I want to find a 3x3 Matrix that reflects in an Arbitrary Line y=mx+c I have a matrix with me but it doesnt take into account the '$c$'
This is the matrix
\begin{pmatrix} \frac{1-m^2}{m^2+1}& \frac{2m}{m^2+1}& 0 \\ \frac{2m}{m^2+1}& \frac{m^2-1}{m^2+1}& 0 \\ 0& 0& 1 \\ \end{pmatrix}
The problem I have with this matrix is that i it reflects from the origin with the function $y=mx$ It doesnt take it in the $y-intercept$ factor.
So i would have to translate it to the origin then find the reflection using the above matrix then translate it back to the $y-intercept$
But is there One matrix that does everything. A 3x3 matrix that reflects in an arbitrary line $y=mx+c$. Which takes in all factors.
Edit This is what Ive been working on. The matrix that reflects in an Aritrary Line Here
But I cant seem to get the expected answer. Ive used matrix calculators online and ive done it manually and i dont know why im getting the wrong answer. When i mean wrong answer. It means the negative symbols are there when they're not supposed to be.

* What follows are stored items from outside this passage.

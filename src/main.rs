use std::path::PathBuf;

use anyhow::Result;
use clap::Parser;

use colonist::{
    engine::{EngineBuilder, EngineSettings},
    logging,
    scenario::ScenarioLoader,
    systems::register_default_systems,
};

#[derive(Debug, Parser)]
#[command(author, version, about = "Zone logistics controller runner")]
struct Cli {
    /// Path to the scenario YAML file
    #[arg(long, default_value = "scenarios/frontier_outpost.yaml")]
    scenario: PathBuf,

    /// Override tick count (uses scenario default when omitted)
    #[arg(long)]
    ticks: Option<u64>,

    /// Override snapshot interval in ticks (0 disables snapshots)
    #[arg(long)]
    snapshot_interval: Option<u64>,

    /// Directory for snapshots
    #[arg(long)]
    snapshot_dir: Option<PathBuf>,

    /// Log level (error, warn, info, debug, trace); defaults to the scenario's
    #[arg(long)]
    log_level: Option<String>,
}

fn main() -> Result<()> {
    let cli = Cli::parse();
    let loader = ScenarioLoader::new(".");
    let scenario = loader.load(&cli.scenario)?;
    logging::init(
        cli.log_level
            .as_deref()
            .unwrap_or(&scenario.config.logging.level),
    )?;

    let mut colony = scenario.build_colony()?;
    let ticks = scenario.ticks(cli.ticks);
    let snapshot_interval = cli
        .snapshot_interval
        .unwrap_or(scenario.snapshot_interval_ticks);
    let snapshot_dir = cli
        .snapshot_dir
        .unwrap_or_else(|| PathBuf::from("snapshots"));

    let settings = EngineSettings {
        scenario_name: scenario.name.clone(),
        seed: scenario.seed,
        snapshot_interval_ticks: snapshot_interval,
        snapshot_dir,
    };
    let mut engine = register_default_systems(EngineBuilder::new(settings)).build();
    engine.run(&mut colony, ticks)?;

    let ledger = colony.ledger();
    println!(
        "Scenario '{}' completed for {} ticks. Workers alive: {}, produced: {}, expired: {}, relay transfers: {}",
        scenario.name,
        ticks,
        colony.total_workers(),
        ledger.produced,
        ledger.expired,
        ledger.relay_transfers
    );
    for zone in colony.snapshot(&scenario.name).zones {
        println!(
            "  {}: {} (level {}, table {}, energy {}/{})",
            zone.name,
            zone.state,
            zone.level,
            zone.role_table_id,
            zone.energy_stored,
            zone.energy_capacity
        );
    }
    Ok(())
}
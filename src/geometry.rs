//! Zone grid geometry

use serde::{Deserialize, Serialize};

/// Side length of a zone grid.
pub const ZONE_SIZE: i32 = 50;

/// Tile position inside a zone
#[derive(Debug, Clone, Copy, PartialEq, Eq, Hash, Serialize, Deserialize)]
pub struct Position {
    pub x: i32,
    pub y: i32,
}

impl Position {
    pub const fn new(x: i32, y: i32) -> Self {
        Self { x, y }
    }

    /// Manhattan distance between two positions
    pub fn distance(self, other: Position) -> u32 {
        self.x.abs_diff(other.x) + self.y.abs_diff(other.y)
    }

    pub fn within(self, other: Position, radius: u32) -> bool {
        self.distance(other) <= radius
    }

    pub fn in_bounds(self) -> bool {
        (0..ZONE_SIZE).contains(&self.x) && (0..ZONE_SIZE).contains(&self.y)
    }

    /// One grid step toward `target`, moving along the longer axis first.
    pub fn step_toward(self, target: Position) -> Position {
        let dx = target.x - self.x;
        let dy = target.y - self.y;
        if dx == 0 && dy == 0 {
            return self;
        }
        if dx.abs() >= dy.abs() {
            Position::new(self.x + dx.signum(), self.y)
        } else {
            Position::new(self.x, self.y + dy.signum())
        }
    }
}
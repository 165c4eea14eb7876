//! Priority-ordered production scheduling
//!
//! One call considers the active role table once, finds the most urgent role
//! below its cap and makes at most one production attempt for it. Every
//! failure is terminal for the step; the next step starts over.

mod facility;

pub use facility::{FacilityError, FacilityHandle, ProductionFacility, SPAWN_TICKS_PER_PART};

use thiserror::Error;

use crate::{
    classifier::ProductionStrategy,
    population::PopulationSnapshot,
    roles::{BodySpec, ConfigurationError, Role, RoleTable},
    world::WorkerId,
};

#[derive(Debug, Clone, PartialEq, Eq)]
pub struct ProducedWorker {
    pub worker: WorkerId,
    pub role: Role,
    pub body: BodySpec,
}

#[derive(Debug, Clone, PartialEq, Eq, Error)]
pub enum ProductionFailure {
    #[error("every role is at its population cap")]
    CapacityReached,
    #[error("facility busy, {role} waits")]
    FacilityBusy { role: Role },
    #[error("no production facility for {role}")]
    FacilityMissing { role: Role },
    #[error("{role} needs {needed} energy, pool holds {available}")]
    AwaitingEnergy {
        role: Role,
        needed: u32,
        available: u32,
    },
    #[error("facility rejected {role}: {source}")]
    BuildRejected {
        role: Role,
        #[source]
        source: FacilityError,
    },
    #[error(transparent)]
    Configuration(#[from] ConfigurationError),
}

impl ProductionFailure {
    /// Failures an operator should hear about; the rest are steady state.
    pub fn is_anomaly(&self) -> bool {
        matches!(
            self,
            ProductionFailure::BuildRejected { .. } | ProductionFailure::Configuration(_)
        )
    }

    pub fn category(&self) -> &'static str {
        match self {
            ProductionFailure::CapacityReached => "capacity-reached",
            ProductionFailure::FacilityBusy { .. } => "facility-busy",
            ProductionFailure::FacilityMissing { .. } => "facility-missing",
            ProductionFailure::AwaitingEnergy { .. } => "awaiting-energy",
            ProductionFailure::BuildRejected { .. } => "build-rejected",
            ProductionFailure::Configuration(_) => "configuration-error",
        }
    }
}

pub type ProductionResult = Result<ProducedWorker, ProductionFailure>;

/// Energy a body may be sized against under `strategy`.
pub fn body_budget(strategy: ProductionStrategy, facility: &dyn ProductionFacility) -> u32 {
    match strategy {
        ProductionStrategy::Conservative => facility.energy_available(),
        ProductionStrategy::Balanced | ProductionStrategy::Aggressive => {
            facility.energy_capacity()
        }
    }
}

pub fn schedule_next(
    table: &RoleTable,
    population: &PopulationSnapshot,
    facility: Option<&mut dyn ProductionFacility>,
) -> ProductionResult {
    let mut chosen = None;
    for config in table.by_priority() {
        let role = config.resolve_role()?;
        if population.count(role) < config.cap {
            chosen = Some((role, config));
            break;
        }
    }
    let Some((role, config)) = chosen else {
        return Err(ProductionFailure::CapacityReached);
    };

    let Some(facility) = facility else {
        return Err(ProductionFailure::FacilityMissing { role });
    };
    if facility.is_busy() {
        return Err(ProductionFailure::FacilityBusy { role });
    }

    let budget = body_budget(table.strategy(), facility);
    let available = facility.energy_available();
    let Some(body) = config.body_for_budget(budget)? else {
        return Err(ProductionFailure::AwaitingEnergy {
            role,
            needed: budget,
            available,
        });
    };
    if body.cost() > available {
        return Err(ProductionFailure::AwaitingEnergy {
            role,
            needed: body.cost(),
            available,
        });
    }

    match facility.produce(&body, role) {
        Ok(worker) => Ok(ProducedWorker { worker, role, body }),
        Err(source) => Err(ProductionFailure::BuildRejected { role, source }),
    }
}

This is the Expected Answer
Below is the answer from a matrix calculator from online
tinyurl.com/n9njqfm
Let $M$ be the matrix of the reflection through the line $y=mx$, above. To get the reflection through $y=mx+c$, translate to the origin, reflect by $M$, and then translate back: $$ \pmatrix{1 & 0 & 1 \\ 0 & 1 & c \\ 0 & 0 & 1}M\pmatrix{1 & 0 & 1 \\ 0 & 1 & -c \\ 0 & 0 & 1} = \pmatrix{ \frac{1-m^2}{1+m^2} & \frac{2m}{1+m^2} & -\frac{2mc}{1+m^2} \\ \frac{2m}{1+m^2} & -\frac{1-m^2}{1+m^2} & \frac{2c}{1+m^2} \\ 0 & 0 & 1}. $$ With $m=\frac12$ and $c=2$, this yields the Expected Answer.